Segment Start: Provided information
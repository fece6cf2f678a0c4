use crate::database::DatabaseError;
use sqlx::Error as SqlxError;
use thiserror::Error;

/// Application-level error types
#[derive(Error, Debug)]
pub enum AppError {
    /// Database-related errors
    #[error("Database error: {0}")]
    Database(#[from] DatabaseError),

    /// SQLx database errors
    #[error("SQL error: {0}")]
    Sqlx(#[from] SqlxError),

    /// Configuration errors
    #[error("Configuration error: {0}")]
    Config(String),

    /// Validation errors
    #[error("Validation error: {0}")]
    Validation(String),

    /// Not found errors
    #[error("Resource not found: {0}")]
    NotFound(String),

    /// Illegal state transition requested; benign, reported to the acting user
    #[error("Not eligible: {0}")]
    NotEligible(String),

    /// Balance too low for a debit; carries the current balance for the reply
    #[error("Insufficient funds: balance {balance}, required {required}")]
    InsufficientFunds { balance: i64, required: i64 },

    /// Acting user is under an active suspension
    #[error("User is suspended")]
    Suspended,

    /// Partner transport unreachable; triggers pairing teardown
    #[error("Delivery failure: {0}")]
    Delivery(String),

    /// Serialization/deserialization errors
    #[error("Serialization error: {0}")]
    Serialization(#[from] serde_json::Error),

    /// Generic error with message
    #[error("{0}")]
    Message(String),
}

/// Result type alias for application errors
pub type AppResult<T> = Result<T, AppError>;

impl AppError {
    /// Check if error is a database connection error
    pub fn is_connection_error(&self) -> bool {
        matches!(
            self,
            AppError::Database(DatabaseError::PoolCreation(_))
                | AppError::Database(DatabaseError::ConnectionTimeout)
        )
    }

    /// Check if error is a not found error
    pub fn is_not_found(&self) -> bool {
        matches!(self, AppError::NotFound(_))
    }

    /// Errors that are reported to the acting user and never escalate
    pub fn is_benign(&self) -> bool {
        matches!(
            self,
            AppError::NotEligible(_) | AppError::InsufficientFunds { .. } | AppError::Suspended
        )
    }
}

/// Repository-specific error types
#[derive(Error, Debug)]
pub enum RepositoryError {
    /// Database query error
    #[error("Query error: {0}")]
    Query(SqlxError),

    /// Record not found
    #[error("Record not found: {0}")]
    NotFound(String),

    /// Balance check failed inside an atomic debit
    #[error("Insufficient funds: balance {balance}, required {required}")]
    InsufficientFunds { balance: i64, required: i64 },

    /// Constraint violation
    #[error("Constraint violation: {0}")]
    ConstraintViolation(String),

    /// Invalid input
    #[error("Invalid input: {0}")]
    InvalidInput(String),
}

impl From<RepositoryError> for AppError {
    fn from(err: RepositoryError) -> Self {
        match err {
            RepositoryError::NotFound(msg) => AppError::NotFound(msg),
            RepositoryError::Query(e) => AppError::Sqlx(e),
            RepositoryError::InsufficientFunds { balance, required } => {
                AppError::InsufficientFunds { balance, required }
            }
            RepositoryError::ConstraintViolation(msg) => AppError::Validation(msg),
            RepositoryError::InvalidInput(msg) => AppError::Validation(msg),
        }
    }
}

impl From<SqlxError> for RepositoryError {
    fn from(err: SqlxError) -> Self {
        match &err {
            SqlxError::RowNotFound => RepositoryError::NotFound("Record not found".to_string()),
            SqlxError::Database(db_err) => {
                // Check for common SQLite extended error codes
                let code = db_err.code().map(|c| c.to_string());
                match code.as_deref() {
                    // Primary key / unique violations
                    Some("1555") | Some("2067") => {
                        RepositoryError::ConstraintViolation(db_err.message().to_string())
                    }
                    // Foreign key violation
                    Some("787") => {
                        RepositoryError::ConstraintViolation(db_err.message().to_string())
                    }
                    _ => RepositoryError::Query(err),
                }
            }
            _ => RepositoryError::Query(err),
        }
    }
}

/// Convenience function to convert Option<T> to Result<T, AppError>
pub fn option_to_result<T>(opt: Option<T>, error_msg: &str) -> AppResult<T> {
    opt.ok_or_else(|| AppError::NotFound(error_msg.to_string()))
}
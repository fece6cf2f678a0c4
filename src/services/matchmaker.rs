//! Matchmaker state machine
//!
//! Moves users between idle, searching and chatting, and establishes or
//! tears down symmetric pairings. All pairing flips run under a single
//! claim mutex and inside CAS-guarded database transactions, so no user can
//! be claimed by two concurrent searches.

use crate::error::{AppError, AppResult};
use crate::models::{User, UserStatus};
use crate::repositories::UserRepository;
use std::sync::Arc;
use tokio::sync::Mutex;
use tracing::info;

/// Result of `start_search`
#[derive(Debug, Clone)]
pub enum SearchOutcome {
    /// Paired immediately; both sides are already chatting
    Matched { partner: User },
    /// No candidate available; the user stays in the searching state
    Searching,
}

/// Result of `end_chat`, carrying the partner to notify
#[derive(Debug, Clone, Copy)]
pub struct EndedChat {
    pub partner_id: Option<i64>,
}

/// The matchmaking state machine
pub struct Matchmaker {
    user_repo: Arc<UserRepository>,
    /// Serializes candidate selection and claiming; the single coordination
    /// point for pairing decisions
    claim_lock: Mutex<()>,
}

impl Matchmaker {
    pub fn new(user_repo: Arc<UserRepository>) -> Self {
        Self {
            user_repo,
            claim_lock: Mutex::new(()),
        }
    }

    /// Enter the searching state and attempt an immediate pairing
    ///
    /// Requires an idle user with a set gender. When a partner is found both
    /// users transition to chatting in the same logical step; callers never
    /// observe a matched pair still searching.
    pub async fn start_search(&self, user_id: i64) -> AppResult<SearchOutcome> {
        let user = self.user_repo.get(user_id).await?;

        match user.status {
            UserStatus::Onboarding => {
                return Err(AppError::NotEligible(
                    "Finish setting up your profile first".into(),
                ))
            }
            UserStatus::Searching => {
                return Err(AppError::NotEligible("You are already searching".into()))
            }
            UserStatus::Chatting => {
                return Err(AppError::NotEligible(
                    "You are already in a conversation".into(),
                ))
            }
            UserStatus::Idle => {}
        }

        let gender = user.gender.ok_or_else(|| {
            AppError::NotEligible("Select your gender before searching".into())
        })?;

        // Guarded flip: a duplicate concurrent search loses here instead of
        // clobbering a pairing established in the meantime
        if !self
            .user_repo
            .transition_status(user_id, UserStatus::Idle, UserStatus::Searching)
            .await?
        {
            return Err(AppError::NotEligible("You are already searching".into()));
        }
        info!("User {} started searching", user_id);

        // Selection and claiming are serialized so two concurrent searches
        // can never claim the same candidate.
        let _guard = self.claim_lock.lock().await;

        loop {
            // Prefer the opposite gender, then fall back to any searcher;
            // within a tier the oldest activity wins (FIFO fairness).
            let candidate = match self
                .user_repo
                .find_searching_candidate(user_id, Some(gender.opposite()))
                .await?
            {
                Some(candidate) => Some(candidate),
                None => self.user_repo.find_searching_candidate(user_id, None).await?,
            };

            let candidate = match candidate {
                Some(candidate) => candidate,
                None => return Ok(SearchOutcome::Searching),
            };

            if self.user_repo.claim_pair(user_id, candidate.id).await? {
                let partner = self.user_repo.get(candidate.id).await?;
                info!("Paired user {} with user {}", user_id, partner.id);
                return Ok(SearchOutcome::Matched { partner });
            }

            // The claim lost one of its guards. If the requester is no
            // longer searching the search is over; otherwise the candidate
            // left the queue and the next one is tried.
            let requester = self.user_repo.get(user_id).await?;
            if requester.status != UserStatus::Searching {
                return Ok(SearchOutcome::Searching);
            }
        }
    }

    /// Leave the searching state
    pub async fn stop_search(&self, user_id: i64) -> AppResult<()> {
        let user = self.user_repo.get(user_id).await?;

        if user.status != UserStatus::Searching {
            return Err(AppError::NotEligible("You are not searching".into()));
        }

        if !self
            .user_repo
            .transition_status(user_id, UserStatus::Searching, UserStatus::Idle)
            .await?
        {
            // Claimed or stopped in the meantime; nothing left to do
            return Err(AppError::NotEligible("You are not searching".into()));
        }
        info!("User {} stopped searching", user_id);

        Ok(())
    }

    /// End the requester's conversation, returning both sides to idle
    ///
    /// The partner side is cleaned up best-effort: the requester's own
    /// transition succeeds even if the partner record is gone or already
    /// idle. The returned partner id lets the boundary notify the other
    /// side's transport of the session end.
    pub async fn end_chat(&self, user_id: i64) -> AppResult<EndedChat> {
        let user = self.user_repo.get(user_id).await?;

        if user.status != UserStatus::Chatting {
            return Err(AppError::NotEligible(
                "You are not in a conversation".into(),
            ));
        }

        let partner_id = user.partner_id;

        if !self
            .user_repo
            .transition_status(user_id, UserStatus::Chatting, UserStatus::Idle)
            .await?
        {
            // The partner's own end_chat got here first
            return Err(AppError::NotEligible(
                "You are not in a conversation".into(),
            ));
        }

        if let Some(partner_id) = partner_id {
            // Only release the partner if it is still paired with us
            self.user_repo.release_partner(partner_id, user_id).await?;
            info!("User {} ended chat with user {}", user_id, partner_id);
        }

        Ok(EndedChat { partner_id })
    }

    /// Tear down a pairing symmetrically (suspension, delivery failure)
    pub async fn disconnect(&self, user_id: i64, partner_id: i64) -> AppResult<()> {
        self.user_repo
            .set_status(user_id, UserStatus::Idle, None)
            .await?;
        self.user_repo.release_partner(partner_id, user_id).await?;
        info!("Disconnected users {} and {}", user_id, partner_id);

        Ok(())
    }
}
Segment End: Provided information
▶ [Problem details]: Take from the material every line that holds "machine".

▶ [The completed task]:
//! Matchmaker state machine
/// The matchmaking state machine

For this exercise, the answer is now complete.